В понедельник были гости. Его повезли в маленький грузинский ресторан, расположенный прямо у шоссе в нескольких километрах от дачи.
В зале никого не было. Сели. Из-за бамбуковой ширмы появилась официантка. Юбка ее была так коротка, что полностью пряталась за крахмальный передничек, и заподозрить ее наличие на бедрах девушки было невозможно.
Он взглянул и тихо спросил:
– А где у нее юбочка?
Он почти не ел. Его все время клонило в сон. На обратном пути он дремал.
Приехав, сразу же лег. Дверь в его комнату закрыли…
Вяло и тихо прошел день. За ним – второй. На улице установилась скучная серенькая погода. Ни солнца, ни дождя. Ни тепло, ни холодно. В четверг с утра он почувствовал страшную слабость и боли в сердце. Давление оказалось совсем низким.
Нина Львовна растерялась. Вот оно! Началось! Приступ в России! Кому звонить? Кого звать?

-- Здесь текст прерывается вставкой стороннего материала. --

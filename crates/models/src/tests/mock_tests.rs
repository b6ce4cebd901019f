use chrono::Utc;
use sea_orm::{DatabaseBackend, MockDatabase};
use uuid::Uuid;

use crate::errors::ModelError;
use crate::{gamification, service_requisition};

fn config(active: bool) -> gamification::Model {
    let now = Utc::now().into();
    gamification::Model {
        id: Uuid::new_v4(),
        name: "Default".into(),
        points_per_comment: 5,
        points_per_evaluation: 3,
        points_per_service: 10,
        is_active: active,
        last_updated_by: None,
        created_at: now,
        updated_at: now,
    }
}

#[tokio::test]
async fn find_active_returns_the_active_row() {
    let active = config(true);
    let db = MockDatabase::new(DatabaseBackend::Postgres)
        .append_query_results([vec![active.clone()]])
        .into_connection();
    let found = gamification::find_active(&db).await.unwrap();
    assert_eq!(found, Some(active));
}

#[tokio::test]
async fn find_active_is_none_without_active_row() {
    let db = MockDatabase::new(DatabaseBackend::Postgres)
        .append_query_results([Vec::<gamification::Model>::new()])
        .into_connection();
    assert!(gamification::find_active(&db).await.unwrap().is_none());
}

#[tokio::test]
async fn invalid_points_never_reach_the_database() {
    // no query results queued: any statement would fail the test with a Db error
    let db = MockDatabase::new(DatabaseBackend::Postgres).into_connection();
    let err = gamification::create(&db, "Bad", -5, 0, 0, Uuid::new_v4()).await.unwrap_err();
    assert!(matches!(err, ModelError::Validation(_)));
}

#[tokio::test]
async fn new_requisition_starts_pending() {
    let now = Utc::now().into();
    let row = service_requisition::Model {
        id: Uuid::new_v4(),
        service_id: Uuid::new_v4(),
        requisitioner_id: Uuid::new_v4(),
        status: service_requisition::RequisitionStatus::Pending,
        additional_info: Some("Sábado de manhã".into()),
        created_at: now,
        updated_at: now,
        conclusion_date: None,
    };
    let db = MockDatabase::new(DatabaseBackend::Postgres)
        .append_query_results([vec![row.clone()]])
        .into_connection();
    let created = service_requisition::create(&db, row.service_id, row.requisitioner_id, row.additional_info.clone()).await.unwrap();
    assert_eq!(created.status, service_requisition::RequisitionStatus::Pending);
    assert!(created.conclusion_date.is_none());
}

Около него захлопотала Евгения Михайловна Лелина – добрый спутник всей их жизни. В прошлом актриса, она была смолоду в близкой дружбе с семьей Дорлиак. Он любил эту милую женщину, эту постоянно преданную им душу. В трудные минуты ему было с ней просто и легко. Но сейчас он вряд ли замечал ее.
Давление упало еще. Он уже не мог сидеть. Он терял сознание. Вызвали скорую. Врачи провозились около часа, и он почувствовал себя лучше.
Приехали Ира Воеводская, Наташа Гутман и еще кто-то. Стали советоваться: что же делать? Нина Львовна боялась русских больниц. Была уверена: там не разберутся, не спасут. Может быть, все же остаться дома? Вызвать лучших врачей, нанять медсестер и сиделок? Тут рядом дача академика Воробьева – врача с мировой известностью. Он не откажет.
Но сможет ли он помочь без обследования? Без консультаций? Нет. Оставаться дома никак нельзя. Это смертельно опасно. И все решили немедленно везти его в Центральную клиническую больницу. Нина Львовна этому решению подчинилась. Наташа Гутман тут же связалась с министром, министр отдал распоряжение, и можно было ехать.
– Галя, ведь ты была тогда с ним?
– Да. Он ждал машину сидя: так ему легче дышалось. Он был страшно слаб, и я поддерживала его. На его сильно отекших ногах были белые носки. Тапочки стояли рядом. Нина Львовна, боясь, что он замерзнет, попросила меня надеть их ему.
Я нагнулась и попробовала это сделать. Мне казалось, я делаю ему больно. Тапочки не надевались.
Нина Львовна подошла и быстро с усилием натянула их.
Он качнулся, часто задышал и вдруг спросил:
– А над чем вы… работаете?
Я не поняла, о чем он.
– Над чем работаете? Что поете? Я ответила, чувствуя всю нелепость этого разговора:
– Что пою? Пою два цикла Рябова.
– На чьи… на чьи слова?
– Шиллера и Лорки.
– А… Этого я уже… не знаю…
И тут меня осенило: а вдруг это отвлечет его? И я спросила:
– Хотите посмотреть? Он обратил ко мне страдающее бледное лицо:
– А это… здесь?
– Здесь, в моей сумке. Я нагнулась и достала ноты. Он стал читать. Читать медленно, впиваясь в каждую строчку. Так, переворачивая страницу за страницей, он прочел обе тетради.
Прочел жадно и молча. Я слышала только, как он дышал, словно пил и захлебывался, пил и не мог напиться.